One question was about the assumption that hoofbeats indicate horses and not zebras. Does this represent a hindrance by common teaching patterns to the kind of development he advocates? Mr. Long said such assumptions reflect perceptual learning. If you are in Washington, hoofbeats most likely do indicate horses.
Several questions dealt with concerns about what might be lost from by focus on demonstrable capabilities and what is left out from people’s training. Mr. Long’s answers indicated that care must be taken to keep the relevant skills and knowledge in the program, but he gave examples that indicated that substantial efficiencies can be gained with little or no loss.
One question dealt with motivation. Mr. Long observed that nobody knows how to motivate people. In his field, medicine, in general, there is a lack of focus on outcomes. The contributions and capabilities of a few people are known, because they are published, but for most practitioners, they are not.

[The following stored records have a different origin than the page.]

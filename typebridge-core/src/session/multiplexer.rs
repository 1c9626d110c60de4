//! Single-client event loop
//!
//! While a client is attached, each sweep services three sources in a fixed
//! order, emitting at most one frame per source:
//!
//! 1. An unsolicited byte from the typewriter, relayed as `0x01 b`
//! 2. The scan timer (implicit mode only), pushed as `0x02 b3 b2 b1 b0`
//! 3. One client instruction: a command, answered with a response frame,
//!    or a scan request, answered with a keyboard frame
//!
//! A sweep that emitted nothing yields for `idle_poll_us` so the network
//! stack keeps running.

use embedded_hal_async::delay::DelayNs;
use heapless::{Deque, Vec};

use typebridge_hal::serial::error_kind;
use typebridge_hal::{ByteStream, Clock};
use typebridge_protocol::{
    BridgeFrame, InboundMode, Instruction, InstructionDecoder, InstructionError, Response,
};

use super::activity::{Activity, CloseReason, SessionStats};
use super::state::{SessionEvent, SessionState};
use crate::traits::{DeviceChannel, KeyScanner, StatusIndicator};

/// Client bytes buffered between sweeps
const INBOUND_CAPACITY: usize = 64;

/// Activities of one sweep, at most one per source
pub type Sweep = Vec<Activity, 3>;

/// Session behaviour
#[derive(Debug, Clone, Copy, PartialEq, Eq)]
#[cfg_attr(feature = "defmt", derive(defmt::Format))]
pub struct SessionConfig {
    /// Client framing
    pub mode: InboundMode,
    /// Period of pushed scans in implicit mode
    pub scan_interval_ms: u32,
    /// Yield after a sweep with nothing to do
    pub idle_poll_us: u32,
}

impl Default for SessionConfig {
    fn default() -> Self {
        Self {
            mode: InboundMode::Explicit,
            scan_interval_ms: 100,
            idle_poll_us: 100,
        }
    }
}

/// Owner of the device side of the bridge across sessions
pub struct Multiplexer<L, K, C, D> {
    device: L,
    scanner: K,
    clock: C,
    delay: D,
    config: SessionConfig,
    state: SessionState,
}

impl<L, K, C, D> Multiplexer<L, K, C, D>
where
    L: DeviceChannel,
    K: KeyScanner,
    C: Clock,
    D: DelayNs,
{
    pub fn new(device: L, scanner: K, clock: C, delay: D, config: SessionConfig) -> Self {
        Self {
            device,
            scanner,
            clock,
            delay,
            config,
            state: SessionState::Idle,
        }
    }

    pub fn state(&self) -> SessionState {
        self.state
    }

    pub fn config(&self) -> &SessionConfig {
        &self.config
    }

    /// Arm the listener
    pub fn listen(&mut self) {
        self.state = self.state.transition(SessionEvent::Listen);
    }

    /// Start a session with an accepted client
    ///
    /// Pulses `indicator` once to show the connection.
    pub async fn attach<S, I>(
        &mut self,
        client: S,
        indicator: &mut I,
    ) -> Session<'_, L, K, C, D, S>
    where
        S: ByteStream,
        I: StatusIndicator,
    {
        if self.state == SessionState::Idle {
            self.listen();
        }
        self.state = self.state.transition(SessionEvent::Accept);
        indicator.pulse().await;

        let last_scan_ms = self.clock.now_ms();
        let mode = self.config.mode;
        Session {
            mux: self,
            client,
            decoder: InstructionDecoder::new(mode),
            inbound: Deque::new(),
            last_scan_ms,
            stats: SessionStats::default(),
            closed: None,
        }
    }

    /// Return to `Idle` after a session closed
    pub fn reset(&mut self) {
        self.state = self.state.transition(SessionEvent::Reset);
    }
}

/// One attached client
pub struct Session<'a, L, K, C, D, S> {
    mux: &'a mut Multiplexer<L, K, C, D>,
    client: S,
    decoder: InstructionDecoder,
    inbound: Deque<u8, INBOUND_CAPACITY>,
    last_scan_ms: u64,
    stats: SessionStats,
    closed: Option<CloseReason>,
}

impl<L, K, C, D, S> Session<'_, L, K, C, D, S>
where
    L: DeviceChannel,
    K: KeyScanner,
    C: Clock,
    D: DelayNs,
    S: ByteStream,
{
    pub fn stats(&self) -> SessionStats {
        self.stats
    }

    pub fn state(&self) -> SessionState {
        self.mux.state
    }

    /// Run sweeps until the client goes away
    pub async fn run<F>(mut self, mut on_activity: F) -> (CloseReason, SessionStats)
    where
        F: FnMut(&Activity),
    {
        loop {
            match self.poll_once().await {
                Ok(sweep) => sweep.iter().for_each(&mut on_activity),
                Err(reason) => return (reason, self.stats),
            }
        }
    }

    /// Run one sweep over all sources
    ///
    /// Returns what was done, or why the session ended. Once closed, every
    /// further call returns the same reason.
    pub async fn poll_once(&mut self) -> Result<Sweep, CloseReason> {
        if let Some(reason) = self.closed {
            return Err(reason);
        }

        match self.sweep().await {
            Ok((sweep, emitted)) => {
                for activity in &sweep {
                    self.stats.record(activity);
                }
                if !emitted {
                    self.mux.delay.delay_us(self.mux.config.idle_poll_us).await;
                }
                Ok(sweep)
            }
            Err(reason) => {
                self.closed = Some(reason);
                self.mux.state = self.mux.state.transition(SessionEvent::Disconnect);
                Err(reason)
            }
        }
    }

    async fn sweep(&mut self) -> Result<(Sweep, bool), CloseReason> {
        let mut sweep = Sweep::new();
        let mut emitted = false;

        // Capacity is one slot per source, pushes below cannot fail
        match self.mux.device.poll_unsolicited().await {
            Ok(Some(byte)) => {
                self.send(&BridgeFrame::DeviceByte(byte)).await?;
                emitted = true;
                let _ = sweep.push(Activity::Relayed(byte));
            }
            Ok(None) => {}
            Err(error) => {
                let _ = sweep.push(Activity::DeviceFault(error));
            }
        }

        if self.mux.config.mode.pushes_scans() && self.scan_due() {
            self.last_scan_ms = self.mux.clock.now_ms();
            let snapshot = self.mux.scanner.scan().await;
            self.send(&BridgeFrame::Keyboard(snapshot)).await?;
            emitted = true;
            let _ = sweep.push(Activity::ScanPushed(snapshot));
        }

        match self.next_instruction().await? {
            Some(Ok(Instruction::Command(command))) => {
                let activity = match self.mux.device.transact(command).await {
                    Ok(response) => {
                        let length = response.len() as u8;
                        self.send(&BridgeFrame::Response(response)).await?;
                        Activity::Answered { command, length }
                    }
                    Err(error) => {
                        // Keep a waiting client from stalling
                        self.send(&BridgeFrame::Response(Response::new())).await?;
                        Activity::CommandFailed { command, error }
                    }
                };
                emitted = true;
                let _ = sweep.push(activity);
            }
            Some(Ok(Instruction::Scan)) => {
                let snapshot = self.mux.scanner.scan().await;
                self.send(&BridgeFrame::Keyboard(snapshot)).await?;
                emitted = true;
                let _ = sweep.push(Activity::ScanRequested(snapshot));
            }
            Some(Err(InstructionError::UnknownOpcode(byte))) => {
                let _ = sweep.push(Activity::Malformed(byte));
            }
            Some(Err(InstructionError::ScanNotSupported)) | None => {}
        }

        Ok((sweep, emitted))
    }

    fn scan_due(&self) -> bool {
        let interval = u64::from(self.mux.config.scan_interval_ms);
        self.mux.clock.elapsed_since(self.last_scan_ms) >= interval
    }

    /// Decode the next client instruction from buffered bytes
    ///
    /// Reads from the client only when the buffer is empty. A partial
    /// instruction stays in the decoder until its remaining bytes arrive.
    async fn next_instruction(
        &mut self,
    ) -> Result<Option<Result<Instruction, InstructionError>>, CloseReason> {
        if self.inbound.is_empty() {
            self.fill_inbound().await?;
        }
        while let Some(byte) = self.inbound.pop_front() {
            match self.decoder.feed(byte) {
                Ok(None) => {}
                Ok(Some(instruction)) => return Ok(Some(Ok(instruction))),
                Err(error) => return Ok(Some(Err(error))),
            }
        }
        Ok(None)
    }

    async fn fill_inbound(&mut self) -> Result<(), CloseReason> {
        let ready = self
            .client
            .read_ready()
            .map_err(|e| CloseReason::ReadFailed(error_kind(e)))?;
        if !ready {
            return Ok(());
        }

        let mut buf = [0u8; INBOUND_CAPACITY];
        let n = self
            .client
            .read(&mut buf)
            .await
            .map_err(|e| CloseReason::ReadFailed(error_kind(e)))?;
        if n == 0 {
            return Err(CloseReason::ClientDisconnected);
        }
        // The buffer was empty and holds INBOUND_CAPACITY bytes
        for &byte in &buf[..n] {
            let _ = self.inbound.push_back(byte);
        }
        Ok(())
    }

    async fn send(&mut self, frame: &BridgeFrame) -> Result<(), CloseReason> {
        let bytes = frame.encode_to_vec();
        self.client
            .write_all(&bytes)
            .await
            .map_err(|e| CloseReason::WriteFailed(error_kind(e)))
    }
}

Another person asked if statistical analyses might help focus on outcomes. Mr. Long gave one example where just such an approach had a dramatically positive effect in survival after heart surgery. But that is not common.
Another person pointed out that, although Mr. Long had spoken of neuroscience in connection with education, his examples were based entirely on behavior. Mr. Long acknowledged the point, and said, essentially, that is the current state of the field of neuroscience.
After the talk, Mr. Millstein presented to Mr. Long a plaque commemorating the occasion. He welcomed Mr. Long to membership in the Society. He announced the next meeting and presentation. He made the parking announcement and other housekeeping announcements. Finally, at 9:45 pm, he adjourned the 2,261st meeting to the social hour.